Gillian K. Hadfield is a professor of computer science with a joint appointment in the School of Government and Policy. Her research is focused on innovative design for legal and regulatory systems for AI and other complex global technologies, computational models of human normative systems, and working with machine learning (ML) researchers to build ML systems that understand and respond to human values and norms.

Hadfield believes normativity—the practice of classifying behaviors as acceptable or unacceptable and then coordinating third-party enforcement schemes to channel behaviors away from those classified as unacceptable—is at the root of everything that distinguishes us from our primate ancestors. Human normative systems—such as social norms, informal dispute resolution, and formal systems of law—are the fundamental infrastructure of human groups.

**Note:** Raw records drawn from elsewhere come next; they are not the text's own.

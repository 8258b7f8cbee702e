use axum::extract::{Query, State};
use axum::http::StatusCode;
use axum::response::{IntoResponse, Json, Response};
use serde::{Deserialize, Serialize};
use std::sync::Arc;
use std::time::Instant;

use crate::location::{AxisOrder, GeoError, Normalizer};
use crate::providers::{self, Conversion};

use super::state::AppState;

// ─── Error response ──────────────────────────────────────────────

#[derive(Serialize)]
struct ApiErrorBody {
    error: String,
    code: u16,
}

#[derive(Debug)]
pub struct ApiError(StatusCode, String);

impl IntoResponse for ApiError {
    fn into_response(self) -> Response {
        let body = ApiErrorBody {
            error: self.1,
            code: self.0.as_u16(),
        };
        (self.0, Json(body)).into_response()
    }
}

impl From<GeoError> for ApiError {
    fn from(e: GeoError) -> Self {
        let status = match e {
            GeoError::Empty | GeoError::UnknownProvider(_) => StatusCode::BAD_REQUEST,
            GeoError::Unrecognized(_) | GeoError::OutOfRange { .. } => StatusCode::UNPROCESSABLE_ENTITY,
        };
        ApiError(status, e.to_string())
    }
}

// ─── GET /api/convert ────────────────────────────────────────────

#[derive(Debug, Default, Deserialize)]
pub struct ConvertQuery {
    pub q: Option<String>,
    /// `lonlat` to read bare pairs longitude first.
    pub order: Option<AxisOrder>,
    /// Comma-separated provider names.
    pub provider: Option<String>,
}

pub async fn convert(
    State(state): State<Arc<AppState>>,
    Query(params): Query<ConvertQuery>,
) -> Result<Json<Conversion>, ApiError> {
    let start = Instant::now();

    let query = params.q.as_deref().unwrap_or("").trim();
    if query.is_empty() {
        return Err(ApiError(StatusCode::BAD_REQUEST, "Missing 'q' parameter".into()));
    }

    let normalizer = match params.order {
        Some(order) => Normalizer::with_axis_order(order),
        None => state.normalizer,
    };
    let names: Vec<String> = params
        .provider
        .as_deref()
        .map(|p| {
            p.split(',')
                .map(str::trim)
                .filter(|s| !s.is_empty())
                .map(String::from)
                .collect()
        })
        .unwrap_or_default();

    let resolution = normalizer.normalize(query)?;
    let conversion = Conversion::new(&resolution, &names)?;

    log::info!(
        "convert '{}' -> {} in {:?}",
        query,
        conversion.canonical,
        start.elapsed()
    );
    Ok(Json(conversion))
}

// ─── GET /api/providers ──────────────────────────────────────────

#[derive(Debug, Serialize)]
pub struct ProviderInfo {
    pub name: &'static str,
    pub label: &'static str,
    pub default_zoom: Option<u8>,
}

pub async fn provider_list() -> Json<Vec<ProviderInfo>> {
    Json(
        providers::all()
            .iter()
            .map(|p| ProviderInfo {
                name: p.name,
                label: p.label,
                default_zoom: p.default_zoom,
            })
            .collect(),
    )
}
//! Translate a geolocation into links for other map services.
//!
//! Input is normalized into a [`location::Coordinate`] and then rendered
//! through every entry of the [`providers`] table.

pub mod location;
pub mod providers;
pub mod server;

pub use location::{Coordinate, GeoError, Normalizer};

Hadfield is currently working on the challenge of AI governance and alignment problems and computational models to analyze the phenomenon and characteristics of normativity and legal order. For AI to be beneficial to society, it will have to integrate into our normative systems; at a minimum, it must not break these complex, dynamic processes—the systems that underpin our willingness to engage in the phenomenal levels of interdependence and cooperation that characterize modern human societies. This involves determining how to build AI systems that advance human normative efforts, enabling us to find and live by better rules; achieve fairer, more just, and more peaceful societies; and support human flourishing.

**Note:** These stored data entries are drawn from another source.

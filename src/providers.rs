//! Map providers: output URL templates and the recognizers for their URLs.
//!
//! Templates use `{lat}`, `{lon}` and `{z}` placeholders. Recognizers are
//! case-insensitive regexes with named groups `lat`, `lon` and an optional
//! `zoom`; `NUM` stands for a signed decimal number.

use crate::location::types::{format_degrees, parse_zoom};
use crate::location::{Coordinate, GeoError, Resolution};
use regex::Regex;
use serde::Serialize;
use std::sync::LazyLock;

const NUM: &str = r"-?\d+(?:\.\d+)?";

/// A third-party map service.
#[derive(Debug)]
pub struct Provider {
    pub name: &'static str,
    pub label: &'static str,
    /// `None` for services whose URLs carry no zoom.
    pub default_zoom: Option<u8>,
    template: &'static str,
    recognizers: &'static [&'static str],
}

const PROVIDERS: &[Provider] = &[
    Provider {
        name: "google",
        label: "Google Maps",
        default_zoom: Some(16),
        template: "https://www.google.com/maps/@{lat},{lon},{z}z",
        recognizers: &[
            r"google\.[a-z.]+/maps/[^@\s]*@(?P<lat>NUM),(?P<lon>NUM)(?:,(?P<zoom>\d+(?:\.\d+)?)z)?",
            r"google\.[a-z.]+/maps[^\s]*[?&](?:q|ll)=(?P<lat>NUM),(?P<lon>NUM)",
            r"maps\.google\.[a-z.]+/[^\s]*[?&](?:q|ll)=(?P<lat>NUM),(?P<lon>NUM)",
        ],
    },
    Provider {
        name: "openstreetmap",
        label: "OpenStreetMap",
        default_zoom: Some(14),
        template: "https://www.openstreetmap.org/#map={z}/{lat}/{lon}",
        recognizers: &[
            r"openstreetmap\.org/[^\s]*#map=(?P<zoom>\d+)/(?P<lat>NUM)/(?P<lon>NUM)",
            r"openstreetmap\.org/[^\s]*[?&]mlat=(?P<lat>NUM)&mlon=(?P<lon>NUM)",
        ],
    },
    Provider {
        name: "bing",
        label: "Bing Maps",
        default_zoom: Some(16),
        template: "https://www.bing.com/maps?cp={lat}~{lon}&lvl={z}",
        recognizers: &[
            r"bing\.com/maps[^\s]*[?&#]cp=(?P<lat>NUM)(?:~|%7e)(?P<lon>NUM)(?:&lvl=(?P<zoom>\d+(?:\.\d+)?))?",
        ],
    },
    Provider {
        name: "apple",
        label: "Apple Maps",
        default_zoom: Some(16),
        template: "https://maps.apple.com/?ll={lat},{lon}&z={z}",
        recognizers: &[
            r"maps\.apple\.com/[^\s]*[?&]ll=(?P<lat>NUM),(?P<lon>NUM)(?:&z=(?P<zoom>\d+(?:\.\d+)?))?",
        ],
    },
    Provider {
        name: "here",
        label: "HERE WeGo",
        default_zoom: Some(15),
        template: "https://wego.here.com/?map={lat},{lon},{z},normal",
        recognizers: &[
            r"here\.com/[^\s]*[?&]map=(?P<lat>NUM),(?P<lon>NUM),(?P<zoom>\d+(?:\.\d+)?)",
            r"here\.com/(?P<lat>NUM),(?P<lon>NUM),(?P<zoom>\d+)",
        ],
    },
    Provider {
        name: "wikimapia",
        label: "Wikimapia",
        default_zoom: Some(12),
        template: "http://wikimapia.org/#lang=en&lat={lat}&lon={lon}&z={z}&m=b",
        recognizers: &[
            r"wikimapia\.org/[^\s]*[#?&]lat=(?P<lat>NUM)&lon=(?P<lon>NUM)(?:&z=(?P<zoom>\d+))?",
        ],
    },
    Provider {
        name: "hikebikemap",
        label: "Hike & Bike Map",
        default_zoom: Some(12),
        template: "http://hikebikemap.org/?zoom={z}&lat={lat}&lon={lon}&layers=B0000FFFFF",
        recognizers: &[
            r"hikebikemap\.(?:org|de)/[^\s]*[?&]zoom=(?P<zoom>\d+)&lat=(?P<lat>NUM)&lon=(?P<lon>NUM)",
        ],
    },
    // Strava puts longitude first.
    Provider {
        name: "strava",
        label: "Strava Heatmap",
        default_zoom: Some(13),
        template: "https://www.strava.com/heatmap#{z}/{lon}/{lat}/hot/all",
        recognizers: &[
            r"strava\.com/heatmap/?#(?P<zoom>\d+(?:\.\d+)?)/(?P<lon>NUM)/(?P<lat>NUM)",
        ],
    },
    Provider {
        name: "geohack",
        label: "GeoHack",
        default_zoom: None,
        template: "https://geohack.toolforge.org/geohack.php?params={lat};{lon}",
        recognizers: &[r"geohack[^\s]*[?&]params=(?P<lat>NUM);(?P<lon>NUM)"],
    },
    Provider {
        name: "geo",
        label: "geo: URI",
        default_zoom: Some(16),
        template: "geo:{lat},{lon}?z={z}",
        recognizers: &[r"^geo:(?P<lat>NUM),(?P<lon>NUM)(?:,NUM)?(?:;[^?\s]*)?(?:\?z=(?P<zoom>\d+))?"],
    },
];

static RECOGNIZERS: LazyLock<Vec<(&'static Provider, Regex)>> = LazyLock::new(|| {
    PROVIDERS
        .iter()
        .flat_map(|p| p.recognizers.iter().map(move |r| (p, r)))
        .map(|(p, r)| {
            let pattern = format!("(?i){}", r.replace("NUM", NUM));
            let re = Regex::new(&pattern).expect("provider recognizer is a valid regex");
            (p, re)
        })
        .collect()
});

/// One rendered link.
#[derive(Debug, Clone, PartialEq, Eq, Serialize)]
pub struct RenderedUrl {
    pub provider: &'static str,
    pub label: &'static str,
    pub url: String,
}

/// A normalized input together with its rendered links.
#[derive(Debug, Clone, Serialize)]
pub struct Conversion {
    pub input: String,
    pub coordinate: Coordinate,
    pub canonical: String,
    pub dms: String,
    pub method: String,
    pub confidence: u32,
    pub urls: Vec<RenderedUrl>,
}

impl Conversion {
    /// Render `resolution` for the named providers (all of them if `names` is empty).
    pub fn new(resolution: &Resolution, names: &[String]) -> Result<Self, GeoError> {
        let c = &resolution.coordinate;
        Ok(Self {
            input: resolution.input.clone(),
            coordinate: *c,
            canonical: c.to_string(),
            dms: c.to_dms(),
            method: resolution.method.to_string(),
            confidence: resolution.confidence,
            urls: render_selected(c, names)?,
        })
    }
}

impl Provider {
    /// The zoom this provider renders for `c`.
    pub fn zoom_for(&self, c: &Coordinate) -> Option<u8> {
        self.default_zoom.map(|default| c.zoom.unwrap_or(default))
    }

    pub fn render(&self, c: &Coordinate) -> String {
        let zoom = self.zoom_for(c).map(|z| z.to_string()).unwrap_or_default();
        self.template
            .replace("{lat}", &format_degrees(c.lat))
            .replace("{lon}", &format_degrees(c.lon))
            .replace("{z}", &zoom)
    }

    fn rendered(&self, c: &Coordinate) -> RenderedUrl {
        RenderedUrl {
            provider: self.name,
            label: self.label,
            url: self.render(c),
        }
    }
}

/// Every supported provider, in output order.
pub fn all() -> &'static [Provider] {
    PROVIDERS
}

/// Look up a provider by name, ignoring case.
pub fn find(name: &str) -> Result<&'static Provider, GeoError> {
    PROVIDERS
        .iter()
        .find(|p| p.name.eq_ignore_ascii_case(name.trim()))
        .ok_or_else(|| GeoError::UnknownProvider(name.to_string()))
}

pub fn render_all(c: &Coordinate) -> Vec<RenderedUrl> {
    PROVIDERS.iter().map(|p| p.rendered(c)).collect()
}

/// Render only the named providers, in the order given. No names means all.
pub fn render_selected(c: &Coordinate, names: &[String]) -> Result<Vec<RenderedUrl>, GeoError> {
    if names.is_empty() {
        return Ok(render_all(c));
    }
    names
        .iter()
        .map(|name| find(name).map(|p| p.rendered(c)))
        .collect()
}

/// Try every provider's URL recognizers against `input`.
pub fn recognize(input: &str) -> Option<(&'static Provider, Coordinate)> {
    for (provider, re) in RECOGNIZERS.iter() {
        let Some(caps) = re.captures(input) else {
            continue;
        };
        let (Some(lat), Some(lon)) = (caps.name("lat"), caps.name("lon")) else {
            continue;
        };
        let (Ok(lat), Ok(lon)) = (lat.as_str().parse::<f64>(), lon.as_str().parse::<f64>()) else {
            continue;
        };
        let coordinate = match Coordinate::new(lat, lon) {
            Ok(c) => c,
            Err(e) => {
                log::debug!("{} URL rejected: {}", provider.name, e);
                continue;
            }
        };
        let zoom = caps
            .name("zoom")
            .and_then(|z| parse_zoom(z.as_str()))
            .filter(|_| provider.default_zoom.is_some());
        return Some((*provider, coordinate.with_zoom(zoom)));
    }
    None
}
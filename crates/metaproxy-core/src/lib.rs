//! metaproxy-core: Shared library for the metaproxy transparent relay.
//!
//! Provides the relay policy data model, the port-keyed policy table with
//! wildcard fallback, JSON configuration decoding, and the error taxonomy
//! used by the proxy binary.

pub mod config;
pub mod error;
pub mod relay;

// Re-export commonly used items at crate root.
pub use config::{load_relay_table, parse_relay_table, RelayConfig};
pub use error::{ProxyError, ProxyResult};
pub use relay::{Relay, RelayTable, RelayType, Upstream, UNIX_PREFIX, WILDCARD_PORT};
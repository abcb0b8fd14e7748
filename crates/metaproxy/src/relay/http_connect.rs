//! HTTP CONNECT relay.
//!
//! 1. Dial the upstream HTTP proxy
//! 2. Send `CONNECT <dest> HTTP/1.1` with `Host` set to the proxy address
//! 3. Read the status line and drain the response headers
//! 4. Non-200: close the proxy connection and report the refusal
//! 5. 200: hand (client, proxy) to the duplex copier
//!
//! The response is read through a `BufReader` that stays wrapped around the
//! proxy stream afterwards, so tunnel bytes that arrive in the same segment as
//! the response headers are not lost.

use super::copier::{spawn_duplex, RelayHandle};
use super::{dial, BoxedStream, Client};
use metaproxy_core::{ProxyError, ProxyResult, Relay, Upstream};
use std::net::SocketAddr;
use tokio::io::{AsyncBufReadExt, AsyncReadExt, AsyncWriteExt, BufReader};
use tracing::debug;

/// Upper bound on the size of the proxy's response head. Every read is
/// limited to what is left of it.
const MAX_RESPONSE_HEAD: usize = 16 * 1024;

/// Tunnel `client` to its original destination through the HTTP proxy named
/// by `relay`.
pub async fn relay(client: Client, relay: &Relay) -> ProxyResult<RelayHandle> {
    let upstream = relay.upstream();
    let proxy = establish(&upstream, client.dest).await?;
    debug!(
        client = %client.client_addr,
        dest = %client.dest,
        upstream = %upstream,
        "HTTP CONNECT tunnel established"
    );
    Ok(spawn_duplex(client.conn, proxy, client.dest))
}

/// Dial `upstream` and negotiate a CONNECT tunnel to `dest`.
///
/// # Errors
///
/// - [`ProxyError::UpstreamDial`] if the proxy is unreachable or the
///   connection fails mid-handshake.
/// - [`ProxyError::UpstreamRefused`] if the proxy answers with a non-200
///   status. The proxy connection is closed.
/// - [`ProxyError::Handshake`] if the response is not valid HTTP.
pub async fn establish(upstream: &Upstream, dest: SocketAddr) -> ProxyResult<BoxedStream> {
    let stream = dial(upstream).await?;
    let mut reader = BufReader::new(stream);

    let request = connect_request(dest, &proxy_host(upstream));
    reader
        .get_mut()
        .write_all(request.as_bytes())
        .await
        .map_err(|e| ProxyError::UpstreamDial(format!("failed to send CONNECT to {upstream}: {e}")))?;

    let mut head_len = 0usize;
    let status_line = read_head_line(&mut reader, upstream, &mut head_len).await?;
    let status_line = std::str::from_utf8(&status_line).map_err(|_| {
        ProxyError::Handshake(format!("non-ASCII status line from {upstream}"))
    })?;
    let (status, reason) = parse_status_line(status_line)?;

    // Drain the remaining response headers. Header values may carry any
    // octets, so they are skipped without decoding.
    loop {
        let line = read_head_line(&mut reader, upstream, &mut head_len).await?;
        if line.iter().all(u8::is_ascii_whitespace) {
            break;
        }
    }

    if status != 200 {
        // `reader` is dropped here, closing the proxy connection.
        return Err(ProxyError::UpstreamRefused { status, reason });
    }

    Ok(Box::new(reader))
}

/// Build the CONNECT request. IPv6 destinations are bracketed by
/// `SocketAddr`'s `Display`.
fn connect_request(dest: SocketAddr, host: &str) -> String {
    format!("CONNECT {dest} HTTP/1.1\r\nHost: {host}\r\n\r\n")
}

/// Value of the `Host` header: the proxy's own address.
fn proxy_host(upstream: &Upstream) -> String {
    match upstream {
        Upstream::Tcp(addr) => addr.clone(),
        Upstream::Unix(_) => "localhost".to_string(),
    }
}

/// Read one raw line of the response head, counting it against
/// [`MAX_RESPONSE_HEAD`].
async fn read_head_line(
    reader: &mut BufReader<BoxedStream>,
    upstream: &Upstream,
    head_len: &mut usize,
) -> ProxyResult<Vec<u8>> {
    // One byte past the budget, so an overlong head is detected rather than
    // mistaken for end-of-stream.
    let limit = (MAX_RESPONSE_HEAD - *head_len + 1) as u64;
    let mut line = Vec::new();
    let n = (&mut *reader).take(limit).read_until(b'\n', &mut line).await.map_err(|e| {
        ProxyError::UpstreamDial(format!("failed to read CONNECT response from {upstream}: {e}"))
    })?;
    if n == 0 {
        return Err(ProxyError::UpstreamDial(format!(
            "{upstream} closed the connection during the CONNECT handshake"
        )));
    }
    *head_len += n;
    if *head_len > MAX_RESPONSE_HEAD {
        return Err(ProxyError::Handshake(format!(
            "CONNECT response from {upstream} exceeds {MAX_RESPONSE_HEAD} bytes"
        )));
    }
    Ok(line)
}

/// Parse `HTTP/1.x <status> <reason>`.
fn parse_status_line(line: &str) -> ProxyResult<(u16, String)> {
    let line = line.trim_end();
    let mut parts = line.splitn(3, ' ');
    let version = parts.next().unwrap_or_default();
    if !version.starts_with("HTTP/") {
        return Err(ProxyError::Handshake(format!(
            "malformed HTTP response: {line:?}"
        )));
    }
    let status = parts
        .next()
        .and_then(|s| s.parse::<u16>().ok())
        .ok_or_else(|| ProxyError::Handshake(format!("invalid status code in response: {line:?}")))?;
    let reason = parts.next().unwrap_or_default().trim().to_string();
    Ok((status, reason))
}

In addition to her roles at Johns Hopkins University, Hadfield is a Canadian Institute for Advanced Research AI Chair, faculty at the Vector Institute in Toronto, and a faculty affiliate at both the University of California, Berkeley Center for Human-Compatible AI and the University of Toronto Schwartz Reisman Institute for Technology and Society, where she previously served as its inaugural director and held the Schwartz Reisman Chair in Technology and Society.

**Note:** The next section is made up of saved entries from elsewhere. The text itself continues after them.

//! Admission control around the dispatcher.
//!
//! [`AdmissionControl`] owns an atomic count of connections currently being
//! handled and an optional ceiling. Without a ceiling every connection is
//! admitted, but the count is still kept for logging.

use std::sync::atomic::{AtomicUsize, Ordering};
use std::sync::Arc;

/// Connection limiter with RAII accounting.
#[derive(Debug)]
pub struct AdmissionControl {
    /// Maximum concurrent connections; `None` = unbounded.
    max_connections: Option<usize>,
    /// Shared counter of currently active connections.
    active_connections: Arc<AtomicUsize>,
}

impl AdmissionControl {
    pub fn new(max_connections: Option<usize>) -> Self {
        Self {
            max_connections,
            active_connections: Arc::new(AtomicUsize::new(0)),
        }
    }

    /// Admit one connection, returning a guard that releases the slot on drop.
    ///
    /// # Errors
    ///
    /// Returns `Err(String)` if the connection limit has been reached.
    pub fn try_acquire(&self) -> Result<ConnectionGuard, String> {
        let max = self.max_connections.unwrap_or(usize::MAX);
        self.active_connections
            .fetch_update(Ordering::AcqRel, Ordering::Acquire, |current| {
                (current < max).then_some(current + 1)
            })
            .map_err(|current| format!("connection limit reached ({}/{})", current, max))?;
        Ok(ConnectionGuard {
            counter: self.active_connections.clone(),
        })
    }

    /// Current number of admitted connections.
    pub fn active_connections(&self) -> usize {
        self.active_connections.load(Ordering::Relaxed)
    }
}

/// RAII guard that decrements the connection count on drop.
/// Owns an `Arc<AtomicUsize>` so it can be moved into the connection task.
#[derive(Debug)]
pub struct ConnectionGuard {
    counter: Arc<AtomicUsize>,
}

impl Drop for ConnectionGuard {
    fn drop(&mut self) {
        self.counter.fetch_sub(1, Ordering::AcqRel);
    }
}
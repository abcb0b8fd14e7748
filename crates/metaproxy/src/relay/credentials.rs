//! SOCKS5 credential policy.
//!
//! Upstreams such as Tor isolate streams by SOCKS5 username, so the default
//! policy draws a fresh random username for every intercepted connection.
//! A fixed pair and no authentication at all are available for upstreams that
//! expect them.

use rand::RngCore;

/// Number of random bytes behind a per-connection username.
const RANDOM_USERNAME_BYTES: usize = 8;

/// Password sent alongside random usernames unless configured otherwise.
pub const DEFAULT_PASSWORD: &str = "password";

/// A username/password pair for RFC 1929 authentication.
#[derive(Debug, Clone, PartialEq, Eq)]
pub struct Credentials {
    pub username: String,
    pub password: String,
}

/// How SOCKS5 credentials are chosen for each upstream connection.
#[derive(Debug, Clone, PartialEq, Eq)]
pub enum CredentialPolicy {
    /// Offer only the "no authentication" method.
    None,
    /// Same username and password for every connection.
    Fixed { username: String, password: String },
    /// Random hex username per connection, fixed password.
    RandomPerConnection { password: String },
}

impl Default for CredentialPolicy {
    fn default() -> Self {
        CredentialPolicy::RandomPerConnection {
            password: DEFAULT_PASSWORD.to_string(),
        }
    }
}

impl CredentialPolicy {
    /// Check RFC 1929 field lengths.
    ///
    /// # Errors
    ///
    /// Returns `Err(String)` if a username is empty or a field exceeds 255 bytes.
    pub fn validate(&self) -> Result<(), String> {
        match self {
            CredentialPolicy::None => Ok(()),
            CredentialPolicy::Fixed { username, password } => {
                if username.is_empty() || username.len() > 255 {
                    return Err(format!(
                        "SOCKS5 username must be 1-255 bytes, got {}",
                        username.len()
                    ));
                }
                check_password(password)
            }
            CredentialPolicy::RandomPerConnection { password } => check_password(password),
        }
    }

    /// Credentials for one new upstream connection, or `None` for no auth.
    pub fn credentials(&self) -> Option<Credentials> {
        match self {
            CredentialPolicy::None => None,
            CredentialPolicy::Fixed { username, password } => Some(Credentials {
                username: username.clone(),
                password: password.clone(),
            }),
            CredentialPolicy::RandomPerConnection { password } => {
                let mut bytes = [0u8; RANDOM_USERNAME_BYTES];
                rand::rngs::OsRng.fill_bytes(&mut bytes);
                Some(Credentials {
                    username: hex::encode(bytes),
                    password: password.clone(),
                })
            }
        }
    }
}

fn check_password(password: &str) -> Result<(), String> {
    if password.len() > 255 {
        return Err(format!(
            "SOCKS5 password must be at most 255 bytes, got {}",
            password.len()
        ));
    }
    Ok(())
}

Among Hadfield’s awards and honors are the 2024 Carolyn Tuohy Impact on Public Policy Award and President’s Impact Award from the University of Toronto; the 2019 Mundell Medal for Excellence in Legal Writing for her book, Rules for a Flat World: Why Humans Invented Law and How to Reinvent It for a Complex Global Economy; and a 2018 Phi Kappa Phi Faculty Recognition Award. She was additionally named to Maclean’s 2024 The Power List: AI, named a Schmidt Sciences AI2050 senior fellow in 2023, awarded a Rockefeller Foundation Bellagio Centre Residency in 2022, and was a fellow of the Center for Advanced Study in the Behavioral Sciences at Stanford from 2006 to 2007 and again from 2010 to 2011. Hadfield has published in leading journals, including Science, Science Advances, Nature, Proceedings of the National Academy of Sciences of the United States of America, and the Annual Review of Political Science, as well as in the Proceedings of the AAAI/ACM Conference on AI Ethics and Society.

Prior to joining Johns Hopkins, Hadfield was a professor of law and strategic management at the University of Toronto. She earned her bachelor’s from Queen’s University and her JD from Stanford Law School, after which she completed her PhD in economics at Stanford University.